Node + NPM install dependencies in node_modules, so if I want to debug a dependency, I can just go to node_modules/some-pkg/some-file.js
and add debugger statements, console-logs, and the likes.
In Deno, things get trickier, because dependencies are abstracted from the user - it's not plain local JS files anymore! For example, If I have the following code:
// main.js
import oaClient from 'https://cdn.pika.dev/oa-client';
const { createClient } = oaClient;
createClient();
It'll output the stacktrace:
nino@hp:~/learning/deno(master)$ deno run main.js
error: Uncaught TypeError: Cannot read property 'paths' of undefined
for (var path in specs.paths) {
^
at _default (https://cdn.pika.dev/-/oa-client@v0.7.1-hYTMbsju6JnnnXlCWvdN/dist=es2019/oa-client.js:428:26)

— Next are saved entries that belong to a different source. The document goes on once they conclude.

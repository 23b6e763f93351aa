use crate::artifacts::conflict::region::{ConflictRegion, Segment};
use crate::artifacts::conflict::{ConflictMarkers, Marker, strip_terminator};
use crate::errors::{MalformedReason, ResolveError};
use derive_new::new;

enum State {
    Plain,
    Ours {
        line: usize,
        ours: String,
    },
    Theirs {
        line: usize,
        ours: String,
        theirs: String,
    },
}

/// Single-pass tokenizer over marker lines.
///
/// Concatenating the plain spans with the original region text reproduces
/// the input, so a document without markers comes back as one `Plain`
/// segment holding the input byte-for-byte.
#[derive(Debug, new)]
pub struct MarkerLexer<'m> {
    markers: &'m ConflictMarkers,
}

impl MarkerLexer<'_> {
    pub fn tokenize(&self, text: &str) -> Result<Vec<Segment>, ResolveError> {
        let mut segments = Vec::new();
        let mut plain = String::new();
        let mut state = State::Plain;

        for (index, raw) in text.split_inclusive('\n').enumerate() {
            let line_no = index + 1;
            let content = strip_terminator(raw);
            let marker = self.markers.classify(content);

            state = match (state, marker) {
                (_, Some(Marker::Foreign)) => {
                    return Err(ResolveError::malformed(
                        line_no,
                        MalformedReason::UnexpectedMarker(content.to_string()),
                    ));
                }

                (State::Plain, None) => {
                    plain.push_str(raw);
                    State::Plain
                }
                (State::Plain, Some(Marker::Start)) => {
                    if !plain.is_empty() {
                        segments.push(Segment::Plain(std::mem::take(&mut plain)));
                    }
                    State::Ours {
                        line: line_no,
                        ours: String::new(),
                    }
                }
                (State::Plain, Some(Marker::Separator)) => {
                    return Err(ResolveError::malformed(
                        line_no,
                        MalformedReason::StraySeparator,
                    ));
                }
                (State::Plain, Some(Marker::End)) => {
                    return Err(ResolveError::malformed(line_no, MalformedReason::StrayEnd));
                }

                (State::Ours { line, mut ours }, None) => {
                    ours.push_str(raw);
                    State::Ours { line, ours }
                }
                (State::Ours { line, ours }, Some(Marker::Separator)) => State::Theirs {
                    line,
                    ours,
                    theirs: String::new(),
                },
                (State::Ours { .. }, Some(Marker::End)) => {
                    return Err(ResolveError::malformed(
                        line_no,
                        MalformedReason::EndBeforeSeparator,
                    ));
                }

                (
                    State::Theirs {
                        line,
                        ours,
                        mut theirs,
                    },
                    None,
                ) => {
                    theirs.push_str(raw);
                    State::Theirs { line, ours, theirs }
                }
                (State::Theirs { line, ours, theirs }, Some(Marker::End)) => {
                    segments.push(Segment::Conflict(ConflictRegion::new(
                        line,
                        strip_terminator(&ours).to_string(),
                        strip_terminator(&theirs).to_string(),
                    )));
                    plain.push_str(&raw[content.len()..]);
                    State::Plain
                }
                (State::Theirs { .. }, Some(Marker::Separator)) => {
                    return Err(ResolveError::malformed(
                        line_no,
                        MalformedReason::DuplicateSeparator,
                    ));
                }

                (State::Ours { .. } | State::Theirs { .. }, Some(Marker::Start)) => {
                    return Err(ResolveError::malformed(
                        line_no,
                        MalformedReason::NestedStart,
                    ));
                }
            };
        }

        match state {
            State::Plain => {
                if !plain.is_empty() {
                    segments.push(Segment::Plain(plain));
                }
                Ok(segments)
            }
            State::Ours { line, .. } | State::Theirs { line, .. } => Err(
                ResolveError::malformed(line, MalformedReason::Unterminated),
            ),
        }
    }
}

at file:///home/nino/learning/deno/main.js:3:1
and although I can read the code online at https://cdn.pika.dev/-/oa-client@v0.7.1-hYTMbsju6JnnnXlCWvdN/dist=es2019/oa-client.js, I can't insert console logs or debugger statements.
Thanks to deno info <the URL above>
I can get the local path of the cached copy of the dependency, but I don't think that editing files in ~/.cache/deno
is the right way.
So, what's the Deno way to debug dependencies?